S’avvicina. Vorrebbe sodomizzarla, per dire le cose come stanno. Ma è stanco, ha già avuto l’altra e ci pensa su. – Senti. – Dice perciò. – Siccome sono un po’ giù, fisicamente voglio dire, facciamo così: te mi “lavi” tutto per benino, con la lingua!, poi, “all’alzabandiera”, vieni tu sopra e ci facciamo una sgroppata un po’, diciamo, “cavallina”, ‘na specie di cavalcata della valchirie, anzi di una sola valchiria. Sì, già! – Trova con divertimento – Una vacca valchiria! Ih, ih!

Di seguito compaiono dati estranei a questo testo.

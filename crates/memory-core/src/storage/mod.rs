//! Storage module
//!
//! Two capability traits behind the `Repository` facade: `RelationalStore`
//! (source of truth for existence) and
//! `VectorStore` (a disposable index). Production uses `SqliteStore` for the
//! former and `FlatVectorIndex` for the latter; tests can swap in in-memory
//! doubles satisfying the same traits.

mod migrations;
mod relational;
mod repair;
mod vector;

pub use migrations::{apply_migrations, Migration, MIGRATIONS};
pub use relational::SqliteStore;
pub use repair::{Repair, RepairReport};
pub use vector::FlatVectorIndex;

use crate::memory::{Filter, Memory, Tier};
use chrono::{DateTime, Utc};

/// Aggregate counts for `get_stats`
#[derive(Debug, Clone, Default)]
pub struct StoreStats {
    pub working_count: i64,
    pub session_count: i64,
    pub long_term_count: i64,
    pub working_avg_importance: f64,
    pub session_avg_importance: f64,
    pub long_term_avg_importance: f64,
    pub working_oldest: Option<DateTime<Utc>>,
    pub working_newest: Option<DateTime<Utc>>,
    pub session_oldest: Option<DateTime<Utc>>,
    pub session_newest: Option<DateTime<Utc>>,
    pub long_term_oldest: Option<DateTime<Utc>>,
    pub long_term_newest: Option<DateTime<Utc>>,
    pub pending_embeddings: i64,
    pub quarantined: i64,
}

/// Relational store error kind
#[derive(Debug, thiserror::Error)]
pub enum RelationalStoreError {
    #[error("database error: {0}")]
    Database(#[from] rusqlite::Error),
    #[error("not found: {0}")]
    NotFound(String),
    #[error("conflict: {0}")]
    Conflict(String),
}

pub type RelationalResult<T> = std::result::Result<T, RelationalStoreError>;

/// Vector store error kind
#[derive(Debug, thiserror::Error)]
pub enum VectorStoreError {
    #[error("dimension mismatch: expected {expected}, got {got}")]
    DimensionMismatch { expected: usize, got: usize },
    #[error("lock poisoned")]
    Poisoned,
}

pub type VectorResult<T> = std::result::Result<T, VectorStoreError>;

/// R (source of truth). Existence, tier placement, and exact search live
/// here; V never overrides it.
pub trait RelationalStore: Send + Sync {
    fn insert(&self, memory: &Memory) -> RelationalResult<()>;
    fn get(&self, id: &str) -> RelationalResult<Option<Memory>>;
    fn delete(&self, id: &str) -> RelationalResult<()>;
    fn update_tier_field(&self, id: &str, tier: Tier) -> RelationalResult<()>;
    fn set_pending_embedding(&self, id: &str, pending: bool) -> RelationalResult<()>;
    fn touch_batch(&self, hits: &[(String, DateTime<Utc>)]) -> RelationalResult<()>;
    fn exact_search(&self, query: &str, filter: &Filter, limit: usize) -> RelationalResult<Vec<Memory>>;
    fn page_by_tier(
        &self,
        tier: Tier,
        after: Option<(DateTime<Utc>, String)>,
        limit: usize,
    ) -> RelationalResult<Vec<Memory>>;
    fn mark_quarantined(&self, id: &str, quarantined: bool) -> RelationalResult<()>;
    /// Increment and persist a row's consecutive-sweep-failure counter,
    /// returning the new count. A row that fails three consecutive sweeps is
    /// quarantined.
    fn record_sweep_failure(&self, id: &str) -> RelationalResult<u32>;
    /// Reset a row's consecutive-sweep-failure counter to zero after a
    /// successful sweep pass over it.
    fn reset_sweep_failures(&self, id: &str) -> RelationalResult<()>;
    fn stats(&self) -> RelationalResult<StoreStats>;
}

/// V (disposable index). A V hit absent from R is discarded by callers and
/// scheduled for cleanup by `Repair`; V is never a source of truth.
pub trait VectorStore: Send + Sync {
    fn upsert(&self, tier: Tier, id: &str, embedding: &[f32]) -> VectorResult<()>;
    fn remove(&self, tier: Tier, id: &str) -> VectorResult<()>;
    fn search(
        &self,
        tiers: &[Tier],
        query: &[f32],
        limit: usize,
        min_similarity: f32,
    ) -> VectorResult<Vec<(String, f32)>>;
    fn contains(&self, tier: Tier, id: &str) -> bool;
    /// Fetch the already-stored vector for `id` in `tier`, if any. Used by
    /// migration and consolidation so they reuse the existing embedding
    /// instead of re-embedding the content.
    fn get(&self, tier: Tier, id: &str) -> Option<Vec<f32>>;
    /// All `(tier, id)` pairs currently indexed, for `Repair`'s reconciliation pass.
    fn all_ids(&self) -> Vec<(Tier, String)>;
}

- Sì, come vuoi tu. – Annuisce infelicemente colei, mentre si appropinqua ai suoi genitali per servirgli le “squisitezze” richieste. E’ nuda e pressoché meravigliosa, e ha nello sguardo una scintilla di angoscia che toccherebbe il cuore di un diavolo più generoso del “mallevadore” cui s’è affidata, ahimè…
 
Eccolo ancora sotto i riflettori. Ha già “toccato” le “bocce” di una, sussurrato sottovoce ordinarie porcheriole nell’orecchio di un’altra, strofinato il didietro di chissà chi altra. E adesso debutta ancora davanti alle telecamere.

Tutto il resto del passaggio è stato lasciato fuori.